Cynics might observe a few potential escape routes in the manifesto’s language: ‘expect’, ‘consultant-led treatment’, ‘non-urgent’. Nevertheless, with something like 7.5 million patients currently awaiting treatment, no-one doubts the scale of the challenge.
Starmer and his Health Secretary, Wes Streeting, know that involving the private sector will be controversial with those on the Labour Party’s Left and beyond: some are ideologically inimical to any involvement of the for-profit sector in delivering healthcare, while the phrase ‘creeping privatisation’ spurs others into reflexive conniption fits (for which the waiting list continues to grow).

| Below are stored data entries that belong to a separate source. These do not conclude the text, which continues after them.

//! Shared fixtures for the HTTP tests.

#![allow(dead_code)]

use std::sync::Arc;

use serde_json::{Value, json};
use shopfloor_core::{BaseUrl, CredentialStore, Credentials, SessionToken};
use shopfloor_http::{ClientConfig, HttpRepository, RefreshGuard};
use shopfloor_store::MemoryCredentialStore;
use wiremock::matchers::{method, path};
use wiremock::{Mock, MockServer, ResponseTemplate};

pub const API: &str = "/api/v1";

/// Client configuration pointing at the mock server.
pub fn config(server: &MockServer) -> ClientConfig {
    ClientConfig::new(BaseUrl::new(format!("{}{}/", server.uri(), API)).unwrap())
}

pub fn api_path(endpoint: &str) -> String {
    format!("{}/{}", API, endpoint)
}

/// A store holding credentials and, optionally, a cached token.
pub fn registered_store(token: Option<&str>) -> Arc<MemoryCredentialStore> {
    let store = MemoryCredentialStore::with_credentials(&Credentials::new(
        "worker@example.com",
        "Ab3!xyz9",
    ));
    if let Some(token) = token {
        store.save_token(&SessionToken::new(token)).unwrap();
    }
    Arc::new(store)
}

pub fn repository(
    server: &MockServer,
    store: Arc<MemoryCredentialStore>,
    guard: RefreshGuard,
) -> HttpRepository {
    HttpRepository::new(&config(server).with_refresh_guard(guard), store).unwrap()
}

/// Mount a login endpoint issuing `token`, expected to be hit `times` times.
pub async fn mount_login(server: &MockServer, token: &str, times: u64) {
    Mock::given(method("POST"))
        .and(path(api_path("auth/login_json")))
        .respond_with(ResponseTemplate::new(200).set_body_json(json!({
            "access_token": token,
            "token_type": "bearer"
        })))
        .expect(times)
        .named("login")
        .mount(server)
        .await;
}

pub fn unauthorized() -> ResponseTemplate {
    ResponseTemplate::new(401).set_body_json(json!({"detail": "Not authenticated"}))
}

pub fn product_json(serial: &str) -> Value {
    json!({
        "id": 1,
        "serial_number": serial,
        "work_process": {"id": 7, "name": "Assembly", "description": "", "steps": []},
        "created_at": "2025-03-01T08:00:00",
        "steps": [
            {
                "id": 100,
                "product_id": 1,
                "step_definition": {"id": 10, "order": 1, "template": {"name": "Frame"}},
                "status": "done",
                "performed_by_id": 2,
                "performed_by": {"id": 2, "name": "Ivanova"},
                "performed_at": "2025-03-01T09:00:00"
            },
            {
                "id": 101,
                "product_id": 1,
                "step_definition": {"id": 11, "order": 2, "template": {"name": "Wiring"}},
                "status": "pending",
                "performed_by_id": null,
                "performed_by": null,
                "performed_at": null
            }
        ]
    })
}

The Prime Minister, I suspect, perceives advantage in this, as he seeks to portray himself as a no-nonsense, practical champion of the public interest.
‘We will not let ideology or old ways of doing things stand in the way of getting people’s lives back on track… it would be a dereliction of duty not to use every available resource to get patients the care they so desperately need.’
Starmer desperately wants to be seen as a common-sense revolutionary. ‘Mission-led government’, he declared this week, ‘is about doing things differently’. Setting aside the fact that ‘mission-led government’ has so far been the dampest of damp squibs, it is simple nonsense to suggest there is anything new or groundbreaking about turning to the private sector to help address NHS waiting lists.
‘The NHS Plan: A plan for investment, a plan for reform’ set out a vision for healthcare which is almost exquisitely Starmerite in its language, and it included a ‘concordat’ with the private sector to increase capacity as well as the creation of ‘independent sector treatment centres’ (ISTCs) to carry out elective surgical and diagnostic procedures for NHS patients using private facilities. But the NHS Plan was published in July 2000, when Tony Blair was in his first term as Prime Minister.
These ISTCs were, in their own way, an admirable idea: the private sector’s capacity would be used – while remaining free for patients at the point of delivery – to undertake ‘bulk’ procedures which were routine and relatively low-risk, such as hip replacements, cataract surgery and MRI scans.
The devil was, as always, in the detail. When the House of Commons Health Committee examined the scheme in 2006, it found a number of problems (I oversaw the inquiry). The ISTCs were poorly integrated into local NHS structures, provided no medical training, had the potential to destabilise the finances of NHS bodies and did not fulfil some of the grander claims made for them, that they would promote innovation or efficiency.
The Government is committed to trying the same thing again: ‘a renewed relationship with the independent sector will help provide patients with a greater choice of providers for tests or scans, paid for by the NHS, so it remains free at the point of use’. This time, however, there are additional aims. The private sector will be charged with tackling more complex areas like gynaecology, and increasing provision for patients in socio-economically deprived communities.
Will this actually work? Private healthcare provision is often excellent, but its strength lies in dealing with relatively straightforward procedures, performed at high volume, and it depends on economies of scale. It can make a significant contribution to waiting times but cannot be a panacea. The agreement also overlooks the fact that many doctors and nurses in the private sector also work in the NHS, and cannot be in two places at once.
Unexpected emergencies are transferred to NHS facilities where they can be dealt with comprehensively. And the benefits of private provision in terms of elective care rely in volume, not on a wider governmental agenda of social and economic need. But the Government seems unwilling to acknowledge this.
Starmer has placed enormous hopes on this new agreement. We are told very clearly that these are not ‘targets’, but the private sector will contribute to the ‘aim’ of providing 2m additional procedures by July 2025 and to the NHS’s ‘roadmap to meeting the 18-week standard [for waiting times] this Parliament’. Does the public distinguish between targets, aims and standards, or are we anticipating another ‘working people’ fiasco?
This all feels very Starmerite. The Prime Minister has identified a problem, and a partial mitigation, but goes on to believe, through some mysterious process, that private enterprise will simply accommodate itself to his agenda and deliver what he needs at minimal extra cost. It was his mantra at the International Investment Summit last October. Is it too long after Christmas to advise that the proof of the pudding will be in the eating?